Animal testing is ethical if all human benefit outweighs all animal suffering
According to utilitarian ethics, the most ethical choice is the one that will produce the greatest good for the greatest number. If the findings of animal experimentation are to the greatest benefit of all humans, then we can disregard the harm inflicted on animals in the process.
Utilitarianism is an ethical theory. It defends that we should act in ways that bring about as much happiness as possible in the world. Disvalue consists of either suffering, that is, negative experiences or frustrated preferences. Positive value consists of either happiness, that is, positive experiences or positive preferences. We should try to maximize the aggregate sum of positive values minus disvalue. In the case of animal testing, disvalue is the animal suffering, whereas positive value is the human benefit. The human benefit may include finding new treatments for diseases or expanding scientific knowledge. The use of animals in experiments is acceptable if the value their exploitation leads to is greater than the harm it causes.

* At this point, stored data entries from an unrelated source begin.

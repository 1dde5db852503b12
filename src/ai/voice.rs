//! Speaking-practice pipeline: transcribe, review, synthesize.
//!
//! A voice message runs through three stages. Whisper turns it into text,
//! the examiner model corrects it and estimates a CEFR level, and TTS reads
//! the review back. The stages are isolated: a transcript too short to
//! grade stops the pipeline early without burning a completion call, and a
//! failed synthesis degrades to a text-only review instead of failing the
//! whole message.

use crate::ai::client::{ChatMessage, OpenAIClient};
use crate::core::config;
use crate::core::error::AppResult;

/// System prompt for the speaking examiner.
pub const EXAMINER_PROMPT: &str = "You are an English speaking examiner.\n\
Analyze the text and provide:\n\
1. Corrections (if needed)\n\
2. Brief explanation\n\
3. CEFR level (A1, A2, B1, B2)\n\
4. Score 1-10\n\n\
Keep response SHORT and encouraging.\n\
Answer in English.";

/// Anything shorter than this is treated as noise, not speech
const MIN_TRANSCRIPT_CHARS: usize = 5;

/// Finished review of one voice message.
#[derive(Debug, Clone)]
pub struct SpeechReview {
    /// What Whisper heard
    pub transcript: String,
    /// Examiner's corrections and level estimate
    pub feedback: String,
    /// Estimated speaking pace
    pub wpm: u32,
    pub pace_hint: &'static str,
    /// Spoken version of the feedback, `None` when synthesis failed
    pub speech: Option<Vec<u8>>,
}

/// Result of running a voice message through the pipeline.
#[derive(Debug, Clone)]
pub enum VoiceOutcome {
    Review(SpeechReview),
    /// Transcript too short to grade, the user should try again
    TooShort,
}

/// Runs one voice message through transcription, review and synthesis.
pub async fn review_speech(client: &OpenAIClient, audio: Vec<u8>, duration_secs: u32) -> AppResult<VoiceOutcome> {
    let transcript = client
        .transcribe(audio, "voice.ogg", config::ai::SPEECH_LANGUAGE)
        .await?;
    let transcript = transcript.trim().to_string();

    if transcript.chars().count() < MIN_TRANSCRIPT_CHARS {
        return Ok(VoiceOutcome::TooShort);
    }

    let messages = vec![ChatMessage::system(EXAMINER_PROMPT), ChatMessage::user(&transcript)];
    let feedback = client
        .chat_completion(
            messages,
            &config::ai::CHAT_MODEL,
            config::ai::CHAT_TEMPERATURE,
            config::ai::REVIEW_MAX_TOKENS,
        )
        .await?;

    let wpm = words_per_minute(&transcript, duration_secs);

    // Losing the voice reply is not worth losing the review itself
    let speech = match client.synthesize(&spoken_text(&feedback), &config::ai::TTS_VOICE).await {
        Ok(bytes) => Some(bytes),
        Err(e) => {
            log::warn!("⚠️ Speech synthesis failed, sending text review only: {}", e);
            None
        }
    };

    Ok(VoiceOutcome::Review(SpeechReview {
        transcript,
        feedback,
        wpm,
        pace_hint: pace_hint(wpm),
        speech,
    }))
}

/// Words per minute, rounded. Zero duration reads as zero pace.
pub fn words_per_minute(transcript: &str, duration_secs: u32) -> u32 {
    if duration_secs == 0 {
        return 0;
    }
    let words = transcript.split_whitespace().count() as f64;
    ((words / duration_secs as f64) * 60.0).round() as u32
}

/// One-line verdict on the speaking pace.
pub fn pace_hint(wpm: u32) -> &'static str {
    if wpm < 100 {
        "🐢 Try to speak a bit faster"
    } else if wpm > 180 {
        "🚀 Too fast! Slow down a bit"
    } else {
        "✅ Perfect speed!"
    }
}

/// Flattens the review into one line so TTS does not pause on newlines.
fn spoken_text(feedback: &str) -> String {
    feedback
        .split('\n')
        .map(str::trim)
        .filter(|line| !line.is_empty())
        .collect::<Vec<_>>()
        .join(". ")
}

According to Peter Singer (a utilitarian philosopher), the morally appropriate action is the one that will maximize the interests of those affected. Singer argues that it is necessary to weigh any adverse effect on animals’ interests from human actions in assessing the consequences of our actions. Other utilitarianists who think otherwise have failed to do this because of species bias (speciesism). Singer suggests that the only way to justify animal testing is to maintain that species differences alone justify the harm inflicted on animals. However, this is equal to saying that differences in race or sex alone justify differential treatment among humans. Overall, Singer’s utilitarian theory diverges from the classic utilitarian theory. From Singer’s perspective, utilitarianism considers animal testing (and the suffering that it causes in animals) unethical.